One of the biggest news stories last week was the decision by Comcast (NASDAQ: CMCSA), the largest cable operator in the U.S., to acquire competitor Time Warner Cable (NYSE: TWC) for more than $45 billion in a stock-for-stock transaction.
The transaction is set to create a mammoth cable company, as the combined networks of Comcast and Time Warner would surpass 84 million households, or roughly 70% of the U.S. population. The boards of directors of both companies have already approved the transaction, but the deal still needs to win approval from antitrust regulators. If things go north for Comcast, the merger would give birth to a cable giant with massive pricing and power in negotiations with networks over licensing fees. How will this deal change the cable industry? More importantly, who are the potential winners and losers?
After the deal, Comcast would end up with roughly 30 million video subscribers, a net gain of 8 million. The cable company will also gain major markets in Los Angeles, New York, and Texas. It will add several new channels to its network, including Time Warner Cable's SportsNet. Note that Comcast will also own all of Time Warner Cable's technology. As a result, Comcast estimates that the transaction will generate $1.5 billion in operating efficiencies and economies of scale.
Time Warner shareholders have plenty of reasons to be glad. First, the merger will be tax-free for them, according to Comcast. Second, Time Warner shares are up roughly 8% since the deal was announced. This is because Comcast is willing to pay a premium higher than the offer Time Warner initially refused from Charter Communications (NASDAQ: CHTR) last month, in which Charter sought to acquire the company for $37.3 billion. Capital gains will likely help John Paulson, a hedge fund manager specializing in merger arbitrage, who is long six million shares of Time Warner.
According to John Patrick Pullen from Fortune, advertisers could also see some benefits from this deal because the new Comcast will be able to provide them with a much farther reach.

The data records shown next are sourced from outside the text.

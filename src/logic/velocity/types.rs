//! Velocity Types
//!
//! Subjects, windows and the aggregate read back for each (subject, window).

use std::time::Duration;

use chrono::{DateTime, Utc};
use serde::{Deserialize, Serialize};

// ============================================================================
// SUBJECT
// ============================================================================

/// What velocity is tracked for
#[derive(Debug, Clone, Copy, PartialEq, Eq, Hash, PartialOrd, Ord, Serialize, Deserialize)]
#[serde(rename_all = "snake_case")]
pub enum SubjectKind {
    User,
    Device,
    Network,
}

impl SubjectKind {
    pub const ALL: [SubjectKind; 3] = [SubjectKind::User, SubjectKind::Device, SubjectKind::Network];

    /// Field-name prefix in the context
    pub fn as_str(&self) -> &'static str {
        match self {
            SubjectKind::User => "user",
            SubjectKind::Device => "device",
            SubjectKind::Network => "ip",
        }
    }
}

impl std::fmt::Display for SubjectKind {
    fn fmt(&self, f: &mut std::fmt::Formatter<'_>) -> std::fmt::Result {
        write!(f, "{}", self.as_str())
    }
}

/// A concrete subject, e.g. (user, "u-42")
#[derive(Debug, Clone, PartialEq, Eq, Hash, PartialOrd, Ord, Serialize, Deserialize)]
pub struct Subject {
    pub kind: SubjectKind,
    pub id: String,
}

impl Subject {
    pub fn new(kind: SubjectKind, id: impl Into<String>) -> Self {
        Self { kind, id: id.into() }
    }

    pub fn user(id: impl Into<String>) -> Self {
        Self::new(SubjectKind::User, id)
    }

    pub fn device(id: impl Into<String>) -> Self {
        Self::new(SubjectKind::Device, id)
    }

    pub fn network(id: impl Into<String>) -> Self {
        Self::new(SubjectKind::Network, id)
    }

    /// Stable key used for shard selection
    pub fn key(&self) -> String {
        format!("{}:{}", self.kind.as_str(), self.id)
    }
}

// ============================================================================
// WINDOWS
// ============================================================================

/// Fixed set of aggregation windows
#[derive(Debug, Clone, Copy, PartialEq, Eq, Hash, PartialOrd, Ord, Serialize, Deserialize)]
pub enum Window {
    #[serde(rename = "1h")]
    OneHour,
    #[serde(rename = "24h")]
    OneDay,
    #[serde(rename = "7d")]
    SevenDays,
    #[serde(rename = "30d")]
    ThirtyDays,
}

impl Window {
    pub const ALL: [Window; 4] = [
        Window::OneHour,
        Window::OneDay,
        Window::SevenDays,
        Window::ThirtyDays,
    ];

    pub fn as_str(&self) -> &'static str {
        match self {
            Window::OneHour => "1h",
            Window::OneDay => "24h",
            Window::SevenDays => "7d",
            Window::ThirtyDays => "30d",
        }
    }

    pub fn span_secs(&self) -> i64 {
        match self {
            Window::OneHour => 3_600,
            Window::OneDay => 86_400,
            Window::SevenDays => 7 * 86_400,
            Window::ThirtyDays => 30 * 86_400,
        }
    }

    /// Bucket width. Reads cost span/granularity bucket visits.
    pub fn granularity_secs(&self) -> i64 {
        match self {
            Window::OneHour => 60,        // 60 buckets
            Window::OneDay => 15 * 60,    // 96 buckets
            Window::SevenDays => 3_600,   // 168 buckets
            Window::ThirtyDays => 6 * 3_600, // 120 buckets
        }
    }

    pub fn bucket_count(&self) -> usize {
        (self.span_secs() / self.granularity_secs()) as usize
    }

    pub fn span(&self) -> Duration {
        Duration::from_secs(self.span_secs() as u64)
    }

    pub fn longest() -> Window {
        Window::ThirtyDays
    }
}

impl std::fmt::Display for Window {
    fn fmt(&self, f: &mut std::fmt::Formatter<'_>) -> std::fmt::Result {
        write!(f, "{}", self.as_str())
    }
}

// ============================================================================
// METRICS & AGGREGATES
// ============================================================================

/// Which part of an aggregate a context field carries
#[derive(Debug, Clone, Copy, PartialEq, Eq, Hash, Serialize, Deserialize)]
#[serde(rename_all = "snake_case")]
pub enum VelocityMetric {
    Count,
    Sum,
    Distinct,
}

impl VelocityMetric {
    pub fn as_str(&self) -> &'static str {
        match self {
            VelocityMetric::Count => "count",
            VelocityMetric::Sum => "sum",
            VelocityMetric::Distinct => "distinct",
        }
    }
}

/// Aggregate over one (subject, window)
#[derive(Debug, Clone, Copy, Default, PartialEq, Serialize, Deserialize)]
pub struct VelocityAggregate {
    pub count: u64,
    pub sum: f64,
    /// Distinct secondary identifiers (devices for a user, users for a device/ip)
    pub distinct: u64,
}

impl VelocityAggregate {
    pub fn get(&self, metric: VelocityMetric) -> f64 {
        match metric {
            VelocityMetric::Count => self.count as f64,
            VelocityMetric::Sum => self.sum,
            VelocityMetric::Distinct => self.distinct as f64,
        }
    }

    pub fn average(&self) -> Option<f64> {
        if self.count == 0 {
            None
        } else {
            Some(self.sum / self.count as f64)
        }
    }
}

/// All windows for one subject
#[derive(Debug, Clone, Default, PartialEq, Serialize, Deserialize)]
pub struct SubjectAggregates {
    pub one_hour: VelocityAggregate,
    pub one_day: VelocityAggregate,
    pub seven_days: VelocityAggregate,
    pub thirty_days: VelocityAggregate,
}

impl SubjectAggregates {
    pub fn window(&self, window: Window) -> &VelocityAggregate {
        match window {
            Window::OneHour => &self.one_hour,
            Window::OneDay => &self.one_day,
            Window::SevenDays => &self.seven_days,
            Window::ThirtyDays => &self.thirty_days,
        }
    }

    pub fn window_mut(&mut self, window: Window) -> &mut VelocityAggregate {
        match window {
            Window::OneHour => &mut self.one_hour,
            Window::OneDay => &mut self.one_day,
            Window::SevenDays => &mut self.seven_days,
            Window::ThirtyDays => &mut self.thirty_days,
        }
    }
}

// ============================================================================
// OBSERVATION
// ============================================================================

/// One scored transaction, recorded against every subject it touches
#[derive(Debug, Clone, PartialEq, Serialize, Deserialize)]
pub struct Observation {
    pub transaction_id: String,
    pub amount: f64,
    pub timestamp: DateTime<Utc>,
    pub user_id: String,
    pub device_id: Option<String>,
    pub ip_address: Option<String>,
}

impl Observation {
    /// Subjects touched, each paired with its secondary identifier
    /// (device for the user, user for device and ip).
    pub fn subjects(&self) -> Vec<(Subject, Option<&str>)> {
        let mut out = Vec::with_capacity(3);
        out.push((Subject::user(&self.user_id), self.device_id.as_deref()));
        if let Some(device) = &self.device_id {
            out.push((Subject::device(device), Some(self.user_id.as_str())));
        }
        if let Some(ip) = &self.ip_address {
            out.push((Subject::network(ip), Some(self.user_id.as_str())));
        }
        out
    }
}

#[cfg(test)]
mod tests {
    use super::*;

    #[test]
    fn test_window_bucket_counts() {
        assert_eq!(Window::OneHour.bucket_count(), 60);
        assert_eq!(Window::OneDay.bucket_count(), 96);
        assert_eq!(Window::SevenDays.bucket_count(), 168);
        assert_eq!(Window::ThirtyDays.bucket_count(), 120);
    }

    #[test]
    fn test_observation_subjects() {
        let obs = Observation {
            transaction_id: "t1".to_string(),
            amount: 10.0,
            timestamp: Utc::now(),
            user_id: "u1".to_string(),
            device_id: None,
            ip_address: Some("10.0.0.1".to_string()),
        };

        let subjects = obs.subjects();
        assert_eq!(subjects.len(), 2);
        assert_eq!(subjects[0].0, Subject::user("u1"));
        assert_eq!(subjects[0].1, None);
        assert_eq!(subjects[1].1, Some("u1"));
    }
}
//! Metrics Module - Vertical Dashboards
//!
//! Read-only volume / decision-rate / top-flag aggregates per vertical.

pub mod types;
pub mod registry;

pub use types::{FlagCount, MetricsPeriod, VerticalMetrics, TOP_FLAGS_LIMIT};
pub use registry::MetricsRegistry;
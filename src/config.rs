//! Configuration module

use std::path::PathBuf;
use std::time::Duration;

use crate::constants;

/// Engine configuration
#[derive(Debug, Clone)]
pub struct EngineConfig {
    /// Deadline for the whole per-transaction pipeline
    pub deadline: Duration,

    /// Budget for one ML oracle call
    pub model_timeout: Duration,

    /// Budget for one signal provider lookup
    pub signal_timeout: Duration,

    /// Retries after the first failed velocity read
    pub velocity_retries: u32,

    /// Base backoff between velocity attempts
    pub velocity_backoff: Duration,

    /// Number of velocity store shards
    pub velocity_shards: usize,

    /// Vertical policy JSON file
    pub policy_file: Option<PathBuf>,

    /// Declarative rules JSON file
    pub rules_file: Option<PathBuf>,

    /// Watch policy/rules files and hot-reload on change
    pub watch_config: bool,

    /// SQLite database for decisions and outcomes
    pub db_path: PathBuf,

    /// Remote scoring oracle endpoint
    pub model_url: Option<String>,

    /// Local ONNX model, used instead of `model_url` when the feature is built
    pub model_path: Option<PathBuf>,

    /// Device reputation provider base URL
    pub device_signal_url: Option<String>,

    /// IP reputation provider base URL
    pub network_signal_url: Option<String>,

    /// Identity verification provider base URL
    pub identity_signal_url: Option<String>,

    /// Consortium lookup base URL
    pub consortium_url: Option<String>,

    /// Decision recorder queue capacity
    pub recorder_queue: usize,

    /// Log format (json, pretty)
    pub log_format: String,
}

impl EngineConfig {
    /// Load configuration from `.env` (if any) and environment variables
    pub fn from_env() -> Self {
        dotenvy::dotenv().ok();

        Self {
            deadline: Duration::from_millis(constants::get_deadline_ms()),
            model_timeout: Duration::from_millis(constants::get_model_timeout_ms()),
            signal_timeout: Duration::from_millis(constants::get_signal_timeout_ms()),
            velocity_retries: constants::get_velocity_retries(),
            velocity_backoff: Duration::from_millis(constants::get_velocity_backoff_ms()),
            velocity_shards: constants::get_velocity_shards(),
            policy_file: constants::get_policy_file(),
            rules_file: constants::get_rules_file(),
            watch_config: constants::is_config_watch_enabled(),
            db_path: constants::get_db_path(),
            model_url: constants::get_model_url(),
            model_path: constants::get_model_path(),
            device_signal_url: constants::get_device_signal_url(),
            network_signal_url: constants::get_network_signal_url(),
            identity_signal_url: constants::get_identity_signal_url(),
            consortium_url: constants::get_consortium_url(),
            recorder_queue: constants::DEFAULT_RECORDER_QUEUE,
            log_format: constants::get_log_format(),
        }
    }

    /// Check if logs should be emitted as JSON
    pub fn is_json_logging(&self) -> bool {
        self.log_format.eq_ignore_ascii_case("json")
    }
}

impl Default for EngineConfig {
    fn default() -> Self {
        Self {
            deadline: Duration::from_millis(constants::DEFAULT_DEADLINE_MS),
            model_timeout: Duration::from_millis(constants::DEFAULT_MODEL_TIMEOUT_MS),
            signal_timeout: Duration::from_millis(constants::DEFAULT_SIGNAL_TIMEOUT_MS),
            velocity_retries: constants::DEFAULT_VELOCITY_RETRIES,
            velocity_backoff: Duration::from_millis(constants::DEFAULT_VELOCITY_BACKOFF_MS),
            velocity_shards: constants::DEFAULT_VELOCITY_SHARDS,
            policy_file: None,
            rules_file: None,
            watch_config: false,
            db_path: PathBuf::from("decisions.db"),
            model_url: None,
            model_path: None,
            device_signal_url: None,
            network_signal_url: None,
            identity_signal_url: None,
            consortium_url: None,
            recorder_queue: constants::DEFAULT_RECORDER_QUEUE,
            log_format: "pretty".to_string(),
        }
    }
}
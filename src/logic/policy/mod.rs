//! Policy Module - Vertical Policy Store
//!
//! Thresholds, rule weights and rule toggles per industry vertical.
//! Read once per transaction from an immutable snapshot; written only by
//! admin updates and config reloads.
//!
//! ## Structure
//! - `types`: VerticalPolicy, EnsembleWeights, PolicySnapshot
//! - `config`: Built-in vertical presets and the policy file
//! - `store`: Copy-on-write snapshot store
//! - `watcher`: Hot-reload of config files
//!
//! ## Usage
//! ```ignore
//! use crate::logic::policy::PolicyStore;
//!
//! let store = PolicyStore::builtin();
//! let snapshot = store.snapshot();
//! let lending = snapshot.policy("lending");
//! assert!(lending.decline_threshold >= lending.review_threshold);
//! ```

pub mod types;
pub mod config;
pub mod store;
pub mod watcher;

// Re-export main types for convenience
pub use types::{EnsembleWeights, PolicySnapshot, VerticalPolicy};
pub use config::{builtin_snapshot, preset, PolicyFile, BUILTIN_VERTICALS};
pub use store::PolicyStore;
pub use watcher::ConfigWatcher;
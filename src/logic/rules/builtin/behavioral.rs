//! Session and timing rules

use crate::error::RuleError;
use crate::logic::context::{fields, TransactionContext};
use crate::logic::rules::types::{Rule, RuleCategory, RuleHit, RuleMeta, Severity};

pub fn rules() -> Vec<Rule> {
    vec![
        Rule::native(
            RuleMeta::new("NIGHT_TIME_ACTIVITY", "Unusual Hour", RuleCategory::Behavioral, Severity::Low, 10)
                .describe("500+ transaction between 00:00 and 05:00 local time"),
            night_time_activity,
        ),
        Rule::native(
            RuleMeta::new("SHORT_SESSION_HIGH_VALUE", "Scripted Session", RuleCategory::Behavioral, Severity::Medium, 15)
                .describe("Session shorter than 30 seconds ending in a 1,000+ transaction"),
            short_session_high_value,
        ),
    ]
}

fn night_time_activity(ctx: &TransactionContext) -> Result<Option<RuleHit>, RuleError> {
    let (Some(hour), Some(amount)) = (ctx.num(fields::HOUR_OF_DAY)?, ctx.num(fields::AMOUNT)?) else {
        return Ok(None);
    };
    if hour >= 5.0 || amount < 500.0 {
        return Ok(None);
    }
    Ok(Some(
        RuleHit::new(0.4, format!("{:.2} at {:02}:00 local time", amount, hour as u32))
            .with_meta("hour_of_day", hour),
    ))
}

fn short_session_high_value(ctx: &TransactionContext) -> Result<Option<RuleHit>, RuleError> {
    let (Some(secs), Some(amount)) = (ctx.num(fields::SESSION_DURATION_SECS)?, ctx.num(fields::AMOUNT)?) else {
        return Ok(None);
    };
    if secs >= 30.0 || amount < 1_000.0 {
        return Ok(None);
    }
    Ok(Some(
        RuleHit::new(0.6, format!("{:.2} moved {:.0}s into the session", amount, secs))
            .with_meta("session_duration_secs", secs),
    ))
}
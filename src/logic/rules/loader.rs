//! Rule Loader
//!
//! Declarative rules from a JSON file:
//!
//! ```json
//! { "rules": [ { "id": "GIFT_CARD_TOR", "name": "...", "category": "commerce",
//!                "severity": "high", "base_score": 25, "verticals": ["ecommerce"],
//!                "message": "Gift cards over Tor ({gift_card_count})",
//!                "conditions": [ {"is_true": {"field": "ip_tor"}},
//!                                {"num_at_least": {"field": "gift_card_count", "value": 2}} ] } ] }
//! ```

use std::path::Path;

use serde::{Deserialize, Serialize};

use crate::error::ConfigError;

use super::condition::{Condition, DeclarativeLogic};
use super::types::{Rule, RuleCategory, RuleMeta, Severity};

/// Upper bound for any single rule's base score
pub const MAX_BASE_SCORE: u32 = 100;

fn default_true() -> bool {
    true
}

fn default_confidence() -> f64 {
    0.8
}

fn default_category() -> RuleCategory {
    RuleCategory::Custom
}

/// Authored form of a config-loaded rule
#[derive(Debug, Clone, PartialEq, Serialize, Deserialize)]
pub struct RuleDefinition {
    pub id: String,
    pub name: String,
    #[serde(default = "default_category")]
    pub category: RuleCategory,
    pub severity: Severity,
    pub base_score: u32,
    #[serde(default)]
    pub verticals: Vec<String>,
    #[serde(default = "default_true")]
    pub enabled: bool,
    #[serde(default = "default_confidence")]
    pub confidence: f64,
    pub message: String,
    #[serde(default)]
    pub description: String,
    pub conditions: Vec<Condition>,
}

impl RuleDefinition {
    /// Validate and compile into a catalog rule
    pub fn compile(&self) -> Result<Rule, ConfigError> {
        let invalid = |reason: &str| ConfigError::InvalidRule {
            rule_id: self.id.clone(),
            reason: reason.to_string(),
        };

        if self.id.trim().is_empty() {
            return Err(invalid("empty rule id"));
        }
        if self.conditions.is_empty() {
            return Err(invalid("rule has no conditions"));
        }
        if self.base_score > MAX_BASE_SCORE {
            return Err(invalid("base_score above 100"));
        }
        if !(0.0..=1.0).contains(&self.confidence) {
            return Err(invalid("confidence outside [0, 1]"));
        }

        let conditions = self
            .conditions
            .iter()
            .map(|c| c.compile(&self.id))
            .collect::<Result<Vec<_>, _>>()?;

        let mut meta = RuleMeta::new(&self.id, &self.name, self.category, self.severity, self.base_score)
            .describe(&self.description);
        meta.verticals = self.verticals.clone();
        meta.enabled = self.enabled;

        Ok(Rule::declarative(
            meta,
            DeclarativeLogic::new(conditions, self.confidence, &self.message),
        ))
    }
}

/// On-disk rules file
#[derive(Debug, Clone, Default, Serialize, Deserialize)]
pub struct RuleFile {
    #[serde(default)]
    pub rules: Vec<RuleDefinition>,
}

impl RuleFile {
    pub fn parse(text: &str, origin: &str) -> Result<Self, ConfigError> {
        serde_json::from_str(text).map_err(|source| ConfigError::Parse {
            path: origin.to_string(),
            source,
        })
    }

    pub fn load(path: &Path) -> Result<Self, ConfigError> {
        let text = std::fs::read_to_string(path).map_err(|source| ConfigError::Io {
            path: path.display().to_string(),
            source,
        })?;
        Self::parse(&text, &path.display().to_string())
    }
}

Attracted by the benefits of economies of scale, John Malone -- Chairman of Liberty Media, Liberty Global, and Liberty Interactive -- wanted to consolidate the cable industry by acquiring Time Warner. Malone, who bought a 27% in Charter Communications in early 2013, was pushing for a deal between Charter and Time Warner. However, by bidding too low, Malone lost a big deal, and got scooped by its main rival.
The good news for Malone is that Comcast has announced it will unload three million subscribers before the deal closes. This could be a great opportunity for Malone to acquire new customers, almost for free.
Note that the new mammoth cable company will have more negotiation power against content providers and over-the-top video providers. From independent channels to large media conglomerates, content providers will not be able to have a real national reach without a deal with the new Comcast.
On the Internet service providing front, the new Comcast may try to get more money from companies that specialize in providing video streaming via the Internet (such as Netflix, Hulu, and Amazon Prime) as these companies consume more bandwidth than other services. However, net neutrality rules would still protect on-demand streaming companies, at least until Jan. 2018.
Final Foolish takeaway
The acquisition of Time Warner by Comcast is set to change the cable industry dramatically. Covering 84 million homes, or roughly 70% of the U.S. population, the new company will have more negotiation power against content providers and online video streaming services. Overall, the deal seems to come at a good time for Comcast, which recently ended a six-year streak of TV subscriber losses. However, it's too early to determine if lower content acquisition costs will translate into lower subscription fees for consumers.